Is Your Information Valuable to Me?
What makes information valuable? As producers and consumers of the stuff, we should have a precise answer to this question. Too often we don’t.
Yusuke Kuwayama of Resources for the Future (RFF) just published a little gem of an essay called “Value of Science 105: Three Principles of the Value of Information.” (It’s part of a framework on the RFF site researchers can use to quantify the socioeconomic benefits of their work.) To be valuable, Kuwayama writes, new information must do two things:
Lead to a meaningful reduction in uncertainty; and
Feed into an actionable decision in a high-stakes situation.
Kuwayama offers the example of an expensive asteroid prediction system — one that provides highly accurate information about a high-stakes situation. But the information is only valuable if it can feed into a decision, such as “which asteroid impact avoidance measure do we deploy?” If we don’t have such measures, or a MacGyver around to jerry-rig one, the information might be many things, but it isn’t valuable.
After reading Kuwayama’s essay, I realized what I dislike about so much climate science communication: It’s disempowering rather than empowering. The situation is very high-stakes, but the information rarely leads to a meaningful reduction in uncertainty or helps inform an actionable decision for the audience.
For instance, ”heat waves kill more Americans than hurricanes, tornados and earthquakes put together.” Interesting? Certainly. Frightening? A bit, especially if you live in a heat island and don’t have air conditioning. But for whom is that information valuable? An emergency manager or a utility planner. Not the general public, unless we’re predicting the rise of mass disaster activism.

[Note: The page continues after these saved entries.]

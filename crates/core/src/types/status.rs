//! Role and status enums.
//!
//! Both are stored as lowercase `TEXT` columns guarded by `CHECK`
//! constraints, so they convert through [`as_str`](Role::as_str) and
//! [`FromStr`](std::str::FromStr) rather than a Postgres enum type.

use serde::{Deserialize, Serialize};
use thiserror::Error;

/// Error returned when a string does not name a known variant.
#[derive(Debug, Clone, PartialEq, Eq, Error)]
#[error("invalid {kind}: {value}")]
pub struct UnknownVariant {
    kind: &'static str,
    value: String,
}

/// Account role.
#[derive(Debug, Clone, Copy, PartialEq, Eq, Hash, Serialize, Deserialize, Default)]
#[serde(rename_all = "snake_case")]
pub enum Role {
    /// Regular shopper. Assigned by public registration.
    #[default]
    Customer,
    /// Store operator. Manages the catalog and order fulfillment.
    Admin,
}

impl Role {
    /// Database / wire representation.
    #[must_use]
    pub const fn as_str(self) -> &'static str {
        match self {
            Self::Customer => "customer",
            Self::Admin => "admin",
        }
    }

    #[must_use]
    pub const fn is_admin(self) -> bool {
        matches!(self, Self::Admin)
    }
}

impl std::fmt::Display for Role {
    fn fmt(&self, f: &mut std::fmt::Formatter<'_>) -> std::fmt::Result {
        f.write_str(self.as_str())
    }
}

impl std::str::FromStr for Role {
    type Err = UnknownVariant;

    fn from_str(s: &str) -> Result<Self, Self::Err> {
        match s {
            "customer" => Ok(Self::Customer),
            "admin" => Ok(Self::Admin),
            _ => Err(UnknownVariant {
                kind: "role",
                value: s.to_owned(),
            }),
        }
    }
}

/// Order lifecycle status.
///
/// ```text
/// pending ──► completed
///    │
///    └──────► cancelled
/// ```
///
/// Customers may only cancel a pending order. Admins may set any of the
/// three values directly, including moving an order back to pending.
#[derive(Debug, Clone, Copy, PartialEq, Eq, Hash, Serialize, Deserialize, Default)]
#[serde(rename_all = "snake_case")]
pub enum OrderStatus {
    #[default]
    Pending,
    Completed,
    Cancelled,
}

/// A status change that the lifecycle does not allow.
#[derive(Debug, Clone, Copy, PartialEq, Eq, Error)]
#[error("cannot move order from {from} to {to}")]
pub struct InvalidTransition {
    pub from: OrderStatus,
    pub to: OrderStatus,
}

impl OrderStatus {
    /// All statuses an admin may assign.
    pub const ALL: [Self; 3] = [Self::Pending, Self::Completed, Self::Cancelled];

    /// Database / wire representation.
    #[must_use]
    pub const fn as_str(self) -> &'static str {
        match self {
            Self::Pending => "pending",
            Self::Completed => "completed",
            Self::Cancelled => "cancelled",
        }
    }

    /// Returns `true` once the order can no longer be changed by its owner.
    #[must_use]
    pub const fn is_terminal(self) -> bool {
        matches!(self, Self::Completed | Self::Cancelled)
    }

    /// Status after an owner-initiated cancellation.
    ///
    /// # Errors
    ///
    /// Returns [`InvalidTransition`] unless the order is pending.
    pub const fn cancel(self) -> Result<Self, InvalidTransition> {
        match self {
            Self::Pending => Ok(Self::Cancelled),
            from => Err(InvalidTransition {
                from,
                to: Self::Cancelled,
            }),
        }
    }
}

impl std::fmt::Display for OrderStatus {
    fn fmt(&self, f: &mut std::fmt::Formatter<'_>) -> std::fmt::Result {
        f.write_str(self.as_str())
    }
}

impl std::str::FromStr for OrderStatus {
    type Err = UnknownVariant;

    fn from_str(s: &str) -> Result<Self, Self::Err> {
        match s {
            "pending" => Ok(Self::Pending),
            "completed" => Ok(Self::Completed),
            "cancelled" => Ok(Self::Cancelled),
            _ => Err(UnknownVariant {
                kind: "order status",
                value: s.to_owned(),
            }),
        }
    }
}

#[cfg(test)]
#[allow(clippy::unwrap_used)]
mod tests {
    use super::*;

    #[test]
    fn test_role_round_trips_through_str() {
        for role in [Role::Customer, Role::Admin] {
            assert_eq!(role.as_str().parse::<Role>().unwrap(), role);
        }
        assert!("superuser".parse::<Role>().is_err());
    }

    #[test]
    fn test_only_admin_is_admin() {
        assert!(Role::Admin.is_admin());
        assert!(!Role::Customer.is_admin());
    }

    #[test]
    fn test_cancel_from_pending() {
        assert_eq!(OrderStatus::Pending.cancel(), Ok(OrderStatus::Cancelled));
    }

    #[test]
    fn test_cancel_from_terminal_states_fails() {
        for from in [OrderStatus::Completed, OrderStatus::Cancelled] {
            let err = from.cancel().unwrap_err();
            assert_eq!(err.from, from);
            assert_eq!(err.to, OrderStatus::Cancelled);
        }
    }

    #[test]
    fn test_status_parse_is_case_sensitive() {
        assert_eq!("completed".parse::<OrderStatus>().unwrap(), OrderStatus::Completed);
        assert!("Completed".parse::<OrderStatus>().is_err());
        assert!("shipped".parse::<OrderStatus>().is_err());
    }

    #[test]
    fn test_status_serde_matches_as_str() {
        for status in OrderStatus::ALL {
            let json = serde_json::to_string(&status).unwrap();
            assert_eq!(json, format!("\"{}\"", status.as_str()));
        }
    }
}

Every heat wave elicits the same complaints from climate change scholars and scientists: The media isn’t putting climate change front and center in its coverage. Now, they’re certainly correct, at least when we stop reading The Atlantic and start watching what normal people watch. For instance, less than 4% of local news stories in Colorado last week on the heat wave there mentioned climate change. Media Matters reported that broadcast TV news linked the heat wave in the US West to climate change in 27% of segments — which turned out to be a huge improvement over previous years. (H/T: Samantha Montano’s Disasterology newsletter.)
But what kind of information about the climate change-heat wave connection would be valuable for people to have? And is the media equipped to give it to them?

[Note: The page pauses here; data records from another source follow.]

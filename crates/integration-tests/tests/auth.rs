//! Account registration, login, token refresh, and the identity layer.

#![allow(clippy::unwrap_used)]

use axum::http::{Request, StatusCode};
use serde_json::json;
use storekeep_integration_tests::{ADMIN_SECRET, PASSWORD, TestApp};

#[tokio::test]
async fn test_register_customer_returns_tokens_and_customer_role() {
    let app = TestApp::new();

    let resp = app
        .post(
            "/v1/register",
            None,
            json!({
                "email": "a@b.com",
                "first_name": "A",
                "last_name": "B",
                "password": "secret1",
                "password_confirm": "secret1",
            }),
        )
        .await;

    assert_eq!(resp.status, StatusCode::OK);
    assert_eq!(resp.body["msg"], "Account registered successfully");
    assert_eq!(resp.body["user"]["email"], "a@b.com");
    assert_eq!(resp.body["user"]["role"], "customer");
    assert!(!resp.body["access_token"].as_str().unwrap().is_empty());
    assert!(!resp.body["refresh_token"].as_str().unwrap().is_empty());
    assert!(resp.body["user"].get("password").is_none());
    assert!(resp.body["user"].get("password_hash").is_none());
}

#[tokio::test]
async fn test_register_duplicate_email_is_rejected() {
    let app = TestApp::new();
    app.register_customer("dup@example.com").await;

    let resp = app
        .post(
            "/v1/register",
            None,
            json!({
                "email": "DUP@example.com",
                "first_name": "Again",
                "last_name": "Again",
                "password": PASSWORD,
                "password_confirm": PASSWORD,
            }),
        )
        .await;

    assert_eq!(resp.status, StatusCode::BAD_REQUEST);
    assert_eq!(resp.error(), "User with this email already exists.");
}

#[tokio::test]
async fn test_register_password_mismatch() {
    let app = TestApp::new();

    let resp = app
        .post(
            "/v1/register",
            None,
            json!({
                "email": "m@example.com",
                "first_name": "M",
                "last_name": "M",
                "password": "secret1",
                "password_confirm": "secret2",
            }),
        )
        .await;

    assert_eq!(resp.status, StatusCode::BAD_REQUEST);
    assert_eq!(resp.error(), "Passwords do not match");
}

#[tokio::test]
async fn test_register_reports_field_errors() {
    let app = TestApp::new();

    let resp = app
        .post(
            "/v1/register",
            None,
            json!({"email": "not-an-email", "first_name": "", "password": "123"}),
        )
        .await;

    assert_eq!(resp.status, StatusCode::BAD_REQUEST);
    let errors = resp.error();
    assert_eq!(errors["email"], "Must be a valid email address.");
    assert_eq!(errors["first_name"], "This field is required.");
    assert_eq!(errors["last_name"], "This field is required.");
    assert_eq!(
        errors["password"],
        "Value length must be greater than or equal to 6"
    );
    assert_eq!(errors["password_confirm"], "This field is required.");
}

#[tokio::test]
async fn test_malformed_json_is_a_generic_bad_request() {
    let app = TestApp::new();

    let request = Request::post("/v1/login")
        .header("content-type", "application/json")
        .body(axum::body::Body::from("{not json"))
        .unwrap();
    let resp = app.send(request).await;

    assert_eq!(resp.status, StatusCode::BAD_REQUEST);
    assert_eq!(resp.error(), "Invalid input data");
}

#[tokio::test]
async fn test_register_admin_requires_secret() {
    let app = TestApp::new();
    let body = |secret: &str| {
        json!({
            "email": "boss@example.com",
            "first_name": "Boss",
            "last_name": "Person",
            "password": PASSWORD,
            "password_confirm": PASSWORD,
            "secret_key": secret,
        })
    };

    let denied = app.post("/v1/register/admin", None, body("guess")).await;
    assert_eq!(denied.status, StatusCode::FORBIDDEN);
    assert_eq!(denied.error(), "Invalid secret key for admin registration");

    let ok = app.post("/v1/register/admin", None, body(ADMIN_SECRET)).await;
    assert_eq!(ok.status, StatusCode::OK);
    assert_eq!(ok.body["msg"], "Registration successful");
    assert_eq!(ok.body["user"]["role"], "admin");
}

#[tokio::test]
async fn test_login_success_updates_last_login() {
    let app = TestApp::new();
    app.register_customer("login@example.com").await;

    let resp = app
        .post(
            "/v1/login",
            None,
            json!({"email": "Login@Example.com", "password": PASSWORD}),
        )
        .await;

    assert_eq!(resp.status, StatusCode::OK);
    assert_eq!(resp.body["msg"], "Login successful");
    assert!(resp.body["user"]["last_login"].is_string());
    assert!(resp.body["access_token"].is_string());
}

#[tokio::test]
async fn test_login_failures_are_indistinguishable() {
    let app = TestApp::new();
    app.register_customer("known@example.com").await;

    let wrong_password = app
        .post(
            "/v1/login",
            None,
            json!({"email": "known@example.com", "password": "not-it"}),
        )
        .await;
    let unknown_email = app
        .post(
            "/v1/login",
            None,
            json!({"email": "ghost@example.com", "password": PASSWORD}),
        )
        .await;

    for resp in [wrong_password, unknown_email] {
        assert_eq!(resp.status, StatusCode::UNAUTHORIZED);
        assert_eq!(resp.error(), "Invalid credentials");
    }
}

#[tokio::test]
async fn test_refresh_issues_a_working_access_token() {
    let app = TestApp::new();
    let session = app.register_customer("refresh@example.com").await;

    let resp = app
        .post(
            "/v1/token/refresh",
            None,
            json!({"refresh_token": session.refresh_token}),
        )
        .await;
    assert_eq!(resp.status, StatusCode::OK);
    assert_eq!(resp.body["msg"], "Token refreshed successfully");

    let access = resp.body["access_token"].as_str().unwrap();
    let addresses = app.get("/v1/users/addresses", Some(access)).await;
    assert_eq!(addresses.status, StatusCode::OK);
}

#[tokio::test]
async fn test_refresh_rejects_access_tokens() {
    let app = TestApp::new();
    let session = app.register_customer("wrongtype@example.com").await;

    let resp = app
        .post(
            "/v1/token/refresh",
            None,
            json!({"refresh_token": session.access_token}),
        )
        .await;

    assert_eq!(resp.status, StatusCode::UNAUTHORIZED);
    assert_eq!(resp.error(), "Invalid or expired token");
}

#[tokio::test]
async fn test_refresh_token_does_not_authenticate_requests() {
    let app = TestApp::new();
    let session = app.register_customer("bearer@example.com").await;

    let resp = app
        .get("/v1/users/addresses", Some(&session.refresh_token))
        .await;

    assert_eq!(resp.status, StatusCode::UNAUTHORIZED);
    assert_eq!(resp.error(), "Unauthenticated, login is required");
}

#[tokio::test]
async fn test_garbage_token_on_public_route_is_ignored() {
    let app = TestApp::new();

    let resp = app.get("/v1/products", Some("not-a-jwt")).await;

    assert_eq!(resp.status, StatusCode::OK);
}

#[tokio::test]
async fn test_addresses_are_scoped_to_caller() {
    let app = TestApp::new();
    let alice = app.register_customer("alice@example.com").await;
    let bob = app.register_customer("bob@example.com").await;

    let address_id = app.create_address(&alice).await;

    let mine = app.get("/v1/users/addresses", alice.token()).await;
    assert_eq!(mine.status, StatusCode::OK);
    let list = mine.body.as_array().unwrap();
    assert_eq!(list.len(), 1);
    assert_eq!(list[0]["id"], address_id);
    assert_eq!(list[0]["user_id"], alice.user_id);

    let theirs = app.get("/v1/users/addresses", bob.token()).await;
    assert_eq!(theirs.body.as_array().unwrap().len(), 0);
}

#[tokio::test]
async fn test_address_requires_every_field() {
    let app = TestApp::new();
    let session = app.register_customer("partial@example.com").await;

    let resp = app
        .post(
            "/v1/addresses",
            session.token(),
            json!({"first_name": "P", "city": "Porto"}),
        )
        .await;

    assert_eq!(resp.status, StatusCode::BAD_REQUEST);
    let errors = resp.error().as_object().unwrap();
    for field in ["last_name", "country", "zip_code", "street_address"] {
        assert_eq!(errors[field], "This field is required.", "{field}");
    }
    assert!(!errors.contains_key("first_name"));
}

This James Temple article for MIT Technology Review on how electricity grids in the US Pacific Northwest have been built for the climate of the past rather than the future might be a model. It lists the changes utilities need to make to energy distribution as well as generation and storage systems to meet the needs of a growing population in an altered climate. Again, though, the action list is for utilities, not you and I — unless we become community advocates for utility reform. (We can always dream.)
What’s so odd about the call for more coverage of climate change during heat waves is that research has repeatedly failed to demonstrate strong linkages between a) weather itself and media coverage of weather and b) shifts in people’s attitudes toward climate change:
Marlon et al. (2021) found that increases in hot dry day exposure was the only kind of weather experience that had even a modest influence on people’s perceived experience of climate change.

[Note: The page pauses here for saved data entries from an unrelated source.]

use blogdesk_types::{EntryId, EntryKey};
use pretty_assertions::assert_eq;

#[test]
fn identified_key_displays_as_bare_id() {
    let key = EntryKey::Identified(EntryId::new(42));
    assert_eq!(key.to_string(), "42");
}

#[test]
fn pending_key_displays_with_new_prefix() {
    let key = EntryKey::Pending(1_700_000_000);
    assert_eq!(key.to_string(), "new-1700000000");
}

#[test]
fn keys_parse_back_from_route_form() {
    assert_eq!("42".parse::<EntryKey>().unwrap(), EntryKey::Identified(EntryId::new(42)));
    assert_eq!(
        "new-1700000000".parse::<EntryKey>().unwrap(),
        EntryKey::Pending(1_700_000_000)
    );
}

#[test]
fn invalid_keys_are_rejected() {
    assert!("".parse::<EntryKey>().is_err());
    assert!("0".parse::<EntryKey>().is_err());
    assert!("-3".parse::<EntryKey>().is_err());
    assert!("new-".parse::<EntryKey>().is_err());
    assert!("new-abc".parse::<EntryKey>().is_err());
    assert!("abc".parse::<EntryKey>().is_err());
}

#[test]
fn entry_id_accessor() {
    assert_eq!(EntryKey::Identified(EntryId::new(7)).entry_id(), Some(EntryId::new(7)));
    assert_eq!(EntryKey::Pending(10).entry_id(), None);
    assert!(EntryKey::Pending(10).is_pending());
    assert!(!EntryKey::from(EntryId::new(7)).is_pending());
}

#[test]
fn key_serde_is_tagged() {
    let json = serde_json::to_string(&EntryKey::Pending(5)).unwrap();
    assert_eq!(json, r#"{"pending":5}"#);
    let json = serde_json::to_string(&EntryKey::Identified(EntryId::new(9))).unwrap();
    assert_eq!(json, r#"{"identified":9}"#);
}

mod key_properties {
    use super::*;
    use proptest::prelude::*;

    fn key_strategy() -> impl Strategy<Value = EntryKey> {
        prop_oneof![
            (1i64..i64::MAX).prop_map(|id| EntryKey::Identified(EntryId::new(id))),
            (0i64..i64::MAX).prop_map(EntryKey::Pending),
        ]
    }

    proptest! {
        /// Drafts and lock entries are keyed by the string form.
        #[test]
        fn string_form_identifies_the_key(a in key_strategy(), b in key_strategy()) {
            prop_assert_eq!(a.to_string().parse::<EntryKey>().unwrap(), a);
            prop_assert_eq!(a == b, a.to_string() == b.to_string());
        }
    }
}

In a survey aggregation of more than 400,000 surveys in 170 polls taken from 1999 to 2017, Berquist and Warshaw (2019) found that “climate concern is modestly responsive to changes in state-level temperatures…but a warming climate, on its own, is unlikely to yield a consensus in the mass public about the threat posed by climate change.”
Carmichael and Brulle (2017) found that, in 74 surveys taken between 2001-13, the most important factors affecting US public concern about the threat of climate change were cues from elites, movement advocacy efforts, weather and structural economic factors, with political mobilization by elites and advocacy groups critical and media coverage “largely a function of elite cues and economic factors,” the authors write. (Carmichael and Brulle added bluntly that “promulgation to the public of scientific information on climate change has no effect.” Ouch.)
Given the above, we shouldn’t be surprised that belief in the reality of climate change (around 70%), that it is human-caused (around 60%) and climate views in the United States in 2008 and 2020 are virtually identical, according to surveys held by the Yale Program on Climate Communication and the George Mason University Center for Climate Change Communication. The significant deviation is by party affiliation, where Democrat belief that climate change is human-caused has risen around 10 percentage points while Republican belief in the same has fallen slightly and political independent belief has fallen 10 percentage points. Essentially, if you trust Yale’s polling, attitudes have gotten slightly more polarized around climate change, but not dramatically so. They’re basically where they were 13 years ago.
Takeaway: I’m not arguing for climate change science not to be covered or communicated. I’m arguing that it — and research in general — be covered and communicated in ways that remove uncertainty and empower, not paralyze. That we frame and aim our information for those who can actually use it to make a decision in a high-stakes context. And that this phase of “creating value” in information is one conventional research communications leaves untouched far too often.